_BRIEF:_
Quote the lines below exactly, from the one that holds "stored as decimal text." through the final line of the records, and only those.

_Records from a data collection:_
---+---
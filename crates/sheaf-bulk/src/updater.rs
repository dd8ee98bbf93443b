//! Executor-side status updates.
//!
//! Updates are single-key writes with no compare-and-set: two executors
//! racing on the same action can interleave. Executors own an action through
//! its log partition, which keeps that case out of normal operation.

use std::sync::Arc;

use sheaf_core::{BulkActionId, BulkError, BulkResult, BulkState, StatusStore};
use tracing::{debug, info};

use crate::keys::StatusKeys;
use crate::service::read_state;

/// Moves bulk actions forward through their lifecycle and reports counts.
#[derive(Clone)]
pub struct StatusUpdater {
    store: Arc<dyn StatusStore>,
}

impl StatusUpdater {
    /// Updater writing to `store`.
    #[must_use]
    pub fn new(store: Arc<dyn StatusStore>) -> Self {
        Self { store }
    }

    /// Move `id` to `next`. Re-asserting the current state is a no-op.
    ///
    /// # Errors
    ///
    /// - [`BulkError::NotFound`] when `id` was never scheduled.
    /// - [`BulkError::InvalidTransition`] when `next` is behind the current state.
    /// - [`BulkError::Corrupt`] or [`BulkError::Store`] on unreadable or failed storage.
    pub async fn advance(&self, id: BulkActionId, next: BulkState) -> BulkResult<BulkState> {
        let keys = StatusKeys::for_id(&id);
        let current = read_state(self.store.as_ref(), id, &keys).await?;
        if current == next {
            return Ok(current);
        }
        if !current.can_advance_to(next) {
            return Err(BulkError::InvalidTransition {
                id,
                from: current,
                to: next,
            });
        }
        self.store
            .put_string(&keys.state, next.as_str())
            .await
            .map_err(|err| BulkError::store("put_state", id, err))?;
        info!(bulk_action_id = %id, from = %current, to = %next, "bulk action advanced");
        Ok(next)
    }

    /// Record the number of items discovered or processed for `id`.
    ///
    /// # Errors
    ///
    /// Returns [`BulkError::NotFound`] when `id` was never scheduled, or
    /// [`BulkError::Store`] when the write fails.
    pub async fn record_count(&self, id: BulkActionId, count: u64) -> BulkResult<()> {
        let keys = StatusKeys::for_id(&id);
        read_state(self.store.as_ref(), id, &keys).await?;
        self.store
            .put_long(&keys.count, count)
            .await
            .map_err(|err| BulkError::store("put_count", id, err))?;
        debug!(bulk_action_id = %id, count, "bulk action count recorded");
        Ok(())
    }
}

#[cfg(test)]
mod tests {
    use super::*;
    use crate::service::BulkService;
    use sheaf_data::MemoryStatusStore;
    use sheaf_test_support::fixtures::sample_command;
    use sheaf_test_support::mocks::RecordingLog;

    async fn scheduled(store: &MemoryStatusStore) -> BulkActionId {
        BulkService::new(Arc::new(store.clone()), Arc::new(RecordingLog::new()))
            .run_action(sample_command())
            .await
            .unwrap()
            .id
    }

    #[tokio::test]
    async fn states_only_move_forward() {
        let store = MemoryStatusStore::new();
        let updater = StatusUpdater::new(Arc::new(store.clone()));
        let id = scheduled(&store).await;

        assert_eq!(
            updater.advance(id, BulkState::Building).await.unwrap(),
            BulkState::Building
        );
        assert_eq!(
            updater.advance(id, BulkState::Building).await.unwrap(),
            BulkState::Building
        );

        let err = updater
            .advance(id, BulkState::Scheduled)
            .await
            .unwrap_err();
        assert!(matches!(
            err,
            BulkError::InvalidTransition {
                from: BulkState::Building,
                to: BulkState::Scheduled,
                ..
            }
        ));

        updater.advance(id, BulkState::Completed).await.unwrap();
        assert!(updater.advance(id, BulkState::Building).await.is_err());
        assert_eq!(
            store.get_string(&StatusKeys::for_id(&id).state).await.unwrap().as_deref(),
            Some("COMPLETED")
        );
    }

    #[tokio::test]
    async fn scheduled_may_jump_to_completed() {
        let store = MemoryStatusStore::new();
        let updater = StatusUpdater::new(Arc::new(store.clone()));
        let id = scheduled(&store).await;
        assert_eq!(
            updater.advance(id, BulkState::Completed).await.unwrap(),
            BulkState::Completed
        );
    }

    #[tokio::test]
    async fn unknown_actions_are_not_updated() {
        let store = MemoryStatusStore::new();
        let updater = StatusUpdater::new(Arc::new(store.clone()));
        let id = BulkActionId::generate();

        assert!(matches!(
            updater.advance(id, BulkState::Building).await,
            Err(BulkError::NotFound { .. })
        ));
        assert!(matches!(
            updater.record_count(id, 5).await,
            Err(BulkError::NotFound { .. })
        ));
        assert!(store.is_empty());
    }

    #[tokio::test]
    async fn counts_overwrite_previous_values() {
        let store = MemoryStatusStore::new();
        let updater = StatusUpdater::new(Arc::new(store.clone()));
        let id = scheduled(&store).await;
        let key = StatusKeys::for_id(&id).count;

        updater.record_count(id, 10).await.unwrap();
        updater.record_count(id, 25).await.unwrap();
        assert_eq!(store.get_long(&key).await.unwrap(), Some(25));
    }
}
//! Default values and option names for consumers and the worker process.
//!
//! # Design
//! - Centralize defaults so option parsing and env loading agree.
//! - Keep option names identical to the keys accepted at consumer start-up.

/// Option key for the maximum number of buffered entries.
pub const BATCH_SIZE_OPT: &str = "batchSize";
/// Option key for the batch latency bound in milliseconds.
pub const BATCH_THRESHOLD_MS_OPT: &str = "batchThresholdMs";
/// Option key selecting whether buffered entries are flushed on shutdown.
pub const FLUSH_ON_SHUTDOWN_OPT: &str = "flushOnShutdown";

/// Default maximum number of buffered entries.
pub const DEFAULT_BATCH_SIZE: usize = 10;
/// Default batch latency bound in milliseconds.
pub const DEFAULT_BATCH_THRESHOLD_MS: u64 = 200;

/// Stream that carries submitted bulk commands.
pub const DEFAULT_STREAM_NAME: &str = "documentSet";
/// Default partition count for the command stream.
pub const DEFAULT_PARTITIONS: u32 = 4;
/// Default log level when neither `RUST_LOG` nor settings override it.
pub const DEFAULT_LOG_LEVEL: &str = "info";
//! Postgres-backed status store: one row per key in `sheaf_status.entries`.

use anyhow::Context;
use async_trait::async_trait;
use sheaf_core::StatusStore;
use sqlx::{PgPool, Row};
use tracing::debug;

use crate::error::{DataError, Result};

const UPSERT_ENTRY_SQL: &str = r"
    INSERT INTO sheaf_status.entries (key, value, updated_at)
    VALUES ($1, $2, now())
    ON CONFLICT (key) DO UPDATE
    SET
        value = EXCLUDED.value,
        updated_at = EXCLUDED.updated_at
";

const DELETE_ENTRY_SQL: &str = r"
    DELETE FROM sheaf_status.entries
    WHERE key = $1
";

const SELECT_ENTRY_SQL: &str = r"
    SELECT value
    FROM sheaf_status.entries
    WHERE key = $1
";

/// Database-backed status store.
#[derive(Clone)]
pub struct PgStatusStore {
    pool: PgPool,
}

impl PgStatusStore {
    /// Initialise the store, applying pending migrations.
    ///
    /// # Errors
    ///
    /// Returns an error if migrations fail or the database is unreachable.
    pub async fn new(pool: PgPool) -> Result<Self> {
        let mut migrator = sqlx::migrate!("./migrations");
        migrator.set_ignore_missing(true);
        migrator
            .run(&pool)
            .await
            .map_err(|source| DataError::MigrationFailed { source })?;
        Ok(Self { pool })
    }

    /// Access the underlying connection pool.
    #[must_use]
    pub const fn pool(&self) -> &PgPool {
        &self.pool
    }

    async fn upsert(&self, key: &str, value: &[u8]) -> Result<()> {
        sqlx::query(UPSERT_ENTRY_SQL)
            .bind(key)
            .bind(value)
            .execute(&self.pool)
            .await
            .map_err(|source| query_failed("upsert", key, source))?;
        Ok(())
    }

    async fn delete(&self, key: &str) -> Result<()> {
        sqlx::query(DELETE_ENTRY_SQL)
            .bind(key)
            .execute(&self.pool)
            .await
            .map_err(|source| query_failed("delete", key, source))?;
        Ok(())
    }

    async fn fetch(&self, key: &str) -> Result<Option<Vec<u8>>> {
        let row = sqlx::query(SELECT_ENTRY_SQL)
            .bind(key)
            .fetch_optional(&self.pool)
            .await
            .map_err(|source| query_failed("select", key, source))?;
        row.map(|row| row.try_get::<Vec<u8>, _>("value"))
            .transpose()
            .map_err(|source| query_failed("decode", key, source))
    }
}

#[async_trait]
impl StatusStore for PgStatusStore {
    async fn put(&self, key: &str, value: Option<Vec<u8>>) -> anyhow::Result<()> {
        debug!(key, delete = value.is_none(), "writing status entry");
        match value {
            Some(value) => self.upsert(key, &value).await,
            None => self.delete(key).await,
        }
        .context("failed to write status entry")
    }

    async fn get(&self, key: &str) -> anyhow::Result<Option<Vec<u8>>> {
        self.fetch(key)
            .await
            .context("failed to read status entry")
    }
}

fn query_failed(operation: &'static str, key: &str, source: sqlx::Error) -> DataError {
    DataError::QueryFailed {
        operation,
        key: key.to_string(),
        source,
    }
}
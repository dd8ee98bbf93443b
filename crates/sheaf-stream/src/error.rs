//! Errors raised by the log and its consumers.

use std::error::Error;

use thiserror::Error;

/// Failures of the partitioned log or a partition consumer.
#[derive(Debug, Error)]
pub enum StreamError {
    /// A partition index outside the log's range was requested.
    #[error("unknown log partition")]
    UnknownPartition {
        /// Stream name.
        stream: String,
        /// Requested partition.
        partition: u32,
        /// Number of partitions the stream has.
        partitions: u32,
    },
    /// The log no longer accepts appends.
    #[error("log is closed")]
    Closed {
        /// Stream name.
        stream: String,
    },
    /// Extracting entries from a record failed.
    #[error("failed to extract batch entries")]
    Extract {
        /// Partition being consumed.
        partition: u32,
        /// Offset of the offending record.
        offset: u64,
        /// Underlying failure reported by the processor.
        #[source]
        source: Box<dyn Error + Send + Sync>,
    },
    /// The processing hook rejected a batch.
    #[error("batch processing failed")]
    Processing {
        /// Partition being consumed.
        partition: u32,
        /// Entries in the rejected batch.
        entries: usize,
        /// Underlying failure reported by the processor.
        #[source]
        source: Box<dyn Error + Send + Sync>,
    },
    /// The consumer task panicked or was aborted.
    #[error("consumer task failed")]
    Join {
        /// Partition the task was consuming.
        partition: u32,
        /// Runtime join failure.
        #[source]
        source: tokio::task::JoinError,
    },
}

impl StreamError {
    /// Partition associated with the failure, when there is one.
    #[must_use]
    pub const fn partition(&self) -> Option<u32> {
        match self {
            Self::UnknownPartition { partition, .. }
            | Self::Extract { partition, .. }
            | Self::Processing { partition, .. }
            | Self::Join { partition, .. } => Some(*partition),
            Self::Closed { .. } => None,
        }
    }
}

/// Convenience alias for stream results.
pub type StreamResult<T> = Result<T, StreamError>;
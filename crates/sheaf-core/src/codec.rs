//! Byte and text encodings for persisted command and status fields.
//!
//! Commands travel as JSON objects; instants as RFC 3339 UTC strings with a
//! fixed microsecond precision so lexical order matches chronological order.

use chrono::{DateTime, SecondsFormat, Utc};

use crate::error::{BulkError, BulkResult};
use crate::model::BulkCommand;

/// Serialize a command into its stored/logged byte form.
///
/// # Errors
///
/// Returns [`BulkError::Serialization`] if the command cannot be encoded.
pub fn encode_command(command: &BulkCommand) -> BulkResult<Vec<u8>> {
    serde_json::to_vec(command).map_err(|err| BulkError::serialization("encode_command", err))
}

/// Deserialize a command previously produced by [`encode_command`].
///
/// # Errors
///
/// Returns [`BulkError::Serialization`] if the payload is not a valid command.
pub fn decode_command(bytes: &[u8]) -> BulkResult<BulkCommand> {
    serde_json::from_slice(bytes).map_err(|err| BulkError::serialization("decode_command", err))
}

/// Render an instant in the sortable stored form.
#[must_use]
pub fn format_instant(instant: &DateTime<Utc>) -> String {
    instant.to_rfc3339_opts(SecondsFormat::Micros, true)
}

/// Parse an instant rendered by [`format_instant`] (any RFC 3339 offset is accepted).
#[must_use]
pub fn parse_instant(value: &str) -> Option<DateTime<Utc>> {
    DateTime::parse_from_rfc3339(value)
        .ok()
        .map(|instant| instant.with_timezone(&Utc))
}
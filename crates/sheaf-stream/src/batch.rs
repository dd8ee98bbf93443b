//! Size and latency bounded batching over one log partition.
//!
//! A consumer accumulates entries extracted from records and hands them to a
//! [`BatchProcessor`] when either the buffer reaches `batch_size` or the timer
//! deadline passes. The deadline is re-armed after every timer flush and is
//! not moved by size or forced flushes.

use std::future::Future;

use async_trait::async_trait;
use sheaf_config::BatchOptions;
use sheaf_telemetry::{FlushReason, Metrics};
use tokio::time::{Instant, sleep_until};
use tracing::{debug, info, warn};

use crate::error::{StreamError, StreamResult};
use crate::log::RecordSource;
use crate::record::Record;

/// Action-specific processing hook driven by a [`BatchingConsumer`].
///
/// Errors from either method stop the partition's consumer; the consumer does
/// not retry. Hooks that need retries or poison-record handling implement
/// them internally.
#[async_trait]
pub trait BatchProcessor: Send {
    /// Logical unit accumulated into batches.
    type Entry: Send;

    /// Extract zero or more entries from a record.
    ///
    /// # Errors
    ///
    /// Returns an error when the record cannot be interpreted.
    fn entries_from_record(&mut self, record: &Record) -> anyhow::Result<Vec<Self::Entry>>;

    /// Whether `record` is a control record that flushes the buffer at once.
    ///
    /// A forcing record contributes no entries of its own.
    fn force_flush(&self, _record: &Record) -> bool {
        false
    }

    /// Handle one batch, in buffer order. Timer flushes may pass an empty batch.
    ///
    /// # Errors
    ///
    /// Returns an error when the batch could not be processed.
    async fn process_batch(&mut self, entries: Vec<Self::Entry>) -> anyhow::Result<()>;
}

/// Counters describing one consumer run.
#[derive(Debug, Clone, Copy, Default, PartialEq, Eq)]
pub struct ConsumerSummary {
    /// Partition that was consumed.
    pub partition: u32,
    /// Records read from the source.
    pub records: u64,
    /// Calls made to [`BatchProcessor::process_batch`].
    pub flushes: u64,
    /// Entries handed to the processor.
    pub entries_flushed: u64,
    /// Buffered entries dropped at shutdown.
    pub entries_discarded: usize,
}

/// Single-partition batching loop.
#[derive(Clone)]
pub struct BatchingConsumer {
    partition: u32,
    options: BatchOptions,
    metrics: Option<Metrics>,
}

impl BatchingConsumer {
    /// Consumer for `partition` using the given flush policy.
    #[must_use]
    pub const fn new(partition: u32, options: BatchOptions) -> Self {
        Self {
            partition,
            options,
            metrics: None,
        }
    }

    /// Report flushes and liveness to `metrics`.
    #[must_use]
    pub fn with_metrics(mut self, metrics: Metrics) -> Self {
        self.metrics = Some(metrics);
        self
    }

    /// Flush policy in effect.
    #[must_use]
    pub const fn options(&self) -> &BatchOptions {
        &self.options
    }

    /// Drain `source` into `processor` until `shutdown` resolves or the source ends.
    ///
    /// Buffered entries left at the end are discarded unless
    /// `flush_on_shutdown` is set.
    ///
    /// # Errors
    ///
    /// Returns [`StreamError::Extract`] or [`StreamError::Processing`] when the
    /// processor fails; the consumer stops at the first failure.
    pub async fn run<S, P, F>(
        &self,
        mut source: S,
        mut processor: P,
        shutdown: F,
    ) -> StreamResult<ConsumerSummary>
    where
        S: RecordSource,
        P: BatchProcessor,
        F: Future + Send,
    {
        if let Some(metrics) = &self.metrics {
            metrics.inc_active_partitions();
        }
        info!(
            partition = self.partition,
            batch_size = self.options.batch_size,
            batch_threshold = ?self.options.batch_threshold,
            "batching consumer started"
        );

        let result = self.drive(&mut source, &mut processor, shutdown).await;

        if let Some(metrics) = &self.metrics {
            metrics.dec_active_partitions();
        }
        match &result {
            Ok(summary) => info!(
                partition = self.partition,
                records = summary.records,
                flushes = summary.flushes,
                "batching consumer stopped"
            ),
            Err(err) => warn!(partition = self.partition, error = %err, "batching consumer failed"),
        }
        result
    }

    async fn drive<S, P, F>(
        &self,
        source: &mut S,
        processor: &mut P,
        shutdown: F,
    ) -> StreamResult<ConsumerSummary>
    where
        S: RecordSource,
        P: BatchProcessor,
        F: Future + Send,
    {
        let threshold = self.options.batch_threshold;
        let mut buffer = Vec::with_capacity(self.options.batch_size);
        let mut summary = ConsumerSummary {
            partition: self.partition,
            ..ConsumerSummary::default()
        };
        let mut deadline = Instant::now() + threshold;
        tokio::pin!(shutdown);

        loop {
            tokio::select! {
                biased;
                _ = &mut shutdown => break,
                () = sleep_until(deadline) => {
                    self.flush(processor, &mut buffer, FlushReason::Timer, &mut summary)
                        .await?;
                    deadline = Instant::now() + threshold;
                }
                next = source.next_record() => {
                    let Some(read) = next else { break };
                    summary.records += 1;
                    if processor.force_flush(&read.record) {
                        debug!(partition = self.partition, offset = read.offset, "control record forces flush");
                        self.flush(processor, &mut buffer, FlushReason::Forced, &mut summary)
                            .await?;
                        continue;
                    }
                    let entries = processor.entries_from_record(&read.record).map_err(|source| {
                        StreamError::Extract {
                            partition: self.partition,
                            offset: read.offset,
                            source: source.into(),
                        }
                    })?;
                    buffer.extend(entries);
                    if buffer.len() >= self.options.batch_size {
                        self.flush(processor, &mut buffer, FlushReason::Size, &mut summary)
                            .await?;
                    }
                }
            }
        }

        if buffer.is_empty() {
            return Ok(summary);
        }
        if self.options.flush_on_shutdown {
            self.flush(processor, &mut buffer, FlushReason::Shutdown, &mut summary)
                .await?;
        } else {
            warn!(
                partition = self.partition,
                entries = buffer.len(),
                "discarding unflushed batch entries"
            );
            summary.entries_discarded = buffer.len();
        }
        Ok(summary)
    }

    async fn flush<P>(
        &self,
        processor: &mut P,
        buffer: &mut Vec<P::Entry>,
        reason: FlushReason,
        summary: &mut ConsumerSummary,
    ) -> StreamResult<()>
    where
        P: BatchProcessor,
    {
        let batch = std::mem::replace(buffer, Vec::with_capacity(self.options.batch_size));
        let entries = batch.len();
        if entries > 0 {
            debug!(
                partition = self.partition,
                entries,
                reason = reason.as_str(),
                "flushing batch"
            );
        }
        processor
            .process_batch(batch)
            .await
            .map_err(|source| StreamError::Processing {
                partition: self.partition,
                entries,
                source: source.into(),
            })?;

        summary.flushes += 1;
        summary.entries_flushed += u64::try_from(entries).unwrap_or(u64::MAX);
        if let Some(metrics) = &self.metrics {
            metrics.observe_flush(reason, entries);
        }
        Ok(())
    }
}
use std::collections::HashSet;
use std::sync::Arc;

use anyhow::Result;
use serde_json::json;
use sheaf_bulk::BulkService;
use sheaf_core::{BulkState, decode_command};
use sheaf_data::MemoryStatusStore;
use sheaf_stream::{MemoryLog, RecordSource};
use sheaf_test_support::fixtures::sample_command;

const SUBMISSIONS: usize = 10_000;

#[tokio::test(flavor = "multi_thread", worker_threads = 4)]
async fn concurrent_submissions_get_unique_ids() -> Result<()> {
    let store = MemoryStatusStore::new();
    let log = MemoryLog::new("documentSet", 4);
    let service = BulkService::new(Arc::new(store.clone()), Arc::new(log.clone()));

    let mut tasks = Vec::with_capacity(SUBMISSIONS);
    for n in 0..SUBMISSIONS {
        let service = service.clone();
        tasks.push(tokio::spawn(async move {
            service
                .run_action(sample_command().with_param("n", json!(n)))
                .await
        }));
    }

    let mut ids = HashSet::with_capacity(SUBMISSIONS);
    for task in tasks {
        let status = task.await??;
        assert_eq!(status.state, BulkState::Scheduled);
        ids.insert(status.id);
    }

    assert_eq!(ids.len(), SUBMISSIONS);
    assert_eq!(store.len(), SUBMISSIONS * 3);
    let mut logged = 0;
    for partition in 0..log.partitions() {
        logged += log.len(partition)?;
    }
    assert_eq!(logged, SUBMISSIONS as u64);
    Ok(())
}

#[tokio::test]
async fn logged_record_is_keyed_by_action_id() -> Result<()> {
    let store = MemoryStatusStore::new();
    let log = MemoryLog::new("documentSet", 8);
    let service = BulkService::new(Arc::new(store), Arc::new(log.clone()));

    let status = service.run_action(sample_command()).await?;
    let partition = log.partition_for(&status.id.to_string());
    assert_eq!(log.len(partition)?, 1);

    log.close();
    let mut tailer = log.tailer(partition)?;
    let read = tailer.next_record().await.expect("logged command");
    assert_eq!(read.record.key, status.id.to_string());
    assert_eq!(decode_command(&read.record.payload)?, status.command);
    assert!(tailer.next_record().await.is_none());
    Ok(())
}
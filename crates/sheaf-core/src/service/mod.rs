//! Collaborator contracts: the status key/value store and the partitioned log.
//!
//! Both are consumed only through these traits. Implementations guarantee
//! atomicity per single key (store) and per single append (log); nothing
//! spans the two.

use anyhow::{Context, anyhow};
use async_trait::async_trait;
use serde::{Deserialize, Serialize};

/// Durable key/value store holding bulk status fields.
#[async_trait]
pub trait StatusStore: Send + Sync {
    /// Store `value` under `key`; `None` removes the key.
    async fn put(&self, key: &str, value: Option<Vec<u8>>) -> anyhow::Result<()>;

    /// Fetch the value stored under `key`.
    async fn get(&self, key: &str) -> anyhow::Result<Option<Vec<u8>>>;

    /// Store a UTF-8 string.
    async fn put_string(&self, key: &str, value: &str) -> anyhow::Result<()> {
        self.put(key, Some(value.as_bytes().to_vec())).await
    }

    /// Fetch a UTF-8 string.
    async fn get_string(&self, key: &str) -> anyhow::Result<Option<String>> {
        self.get(key)
            .await?
            .map(|bytes| {
                String::from_utf8(bytes).with_context(|| format!("value for '{key}' is not utf-8"))
            })
            .transpose()
    }

    /// Store an integer as decimal text.
    async fn put_long(&self, key: &str, value: u64) -> anyhow::Result<()> {
        self.put_string(key, &value.to_string()).await
    }

    /// Fetch an integer stored as decimal text.
    async fn get_long(&self, key: &str) -> anyhow::Result<Option<u64>> {
        match self.get_string(key).await? {
            Some(text) => text
                .trim()
                .parse::<u64>()
                .map(Some)
                .map_err(|_| anyhow!("value for '{key}' is not an integer")),
            None => Ok(None),
        }
    }
}

/// Position of an appended record within the log.
#[derive(Debug, Clone, Copy, PartialEq, Eq, Hash, Serialize, Deserialize)]
pub struct LogOffset {
    /// Partition the record was routed to.
    pub partition: u32,
    /// Zero-based position within that partition.
    pub offset: u64,
}

/// Append side of a durable, partitioned log.
///
/// Records sharing a key are always routed to the same partition.
#[async_trait]
pub trait LogAppender: Send + Sync {
    /// Append `payload` under `key`, returning where it landed.
    async fn append(&self, key: &str, payload: Vec<u8>) -> anyhow::Result<LogOffset>;
}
---+---
_OUTPUT BELOW:_
    /// Fetch an integer stored as decimal text.
    async fn get_long(&self, key: &str) -> anyhow::Result<Option<u64>> {
        match self.get_string(key).await? {
            Some(text) => text
                .trim()
                .parse::<u64>()
                .map(Some)
                .map_err(|_| anyhow!("value for '{key}' is not an integer")),
            None => Ok(None),
        }
    }
}

/// Position of an appended record within the log.
#[derive(Debug, Clone, Copy, PartialEq, Eq, Hash, Serialize, Deserialize)]
pub struct LogOffset {
    /// Partition the record was routed to.
    pub partition: u32,
    /// Zero-based position within that partition.
    pub offset: u64,
}

/// Append side of a durable, partitioned log.
///
/// Records sharing a key are always routed to the same partition.
#[async_trait]
pub trait LogAppender: Send + Sync {
    /// Append `payload` under `key`, returning where it landed.
    async fn append(&self, key: &str, payload: Vec<u8>) -> anyhow::Result<LogOffset>;
}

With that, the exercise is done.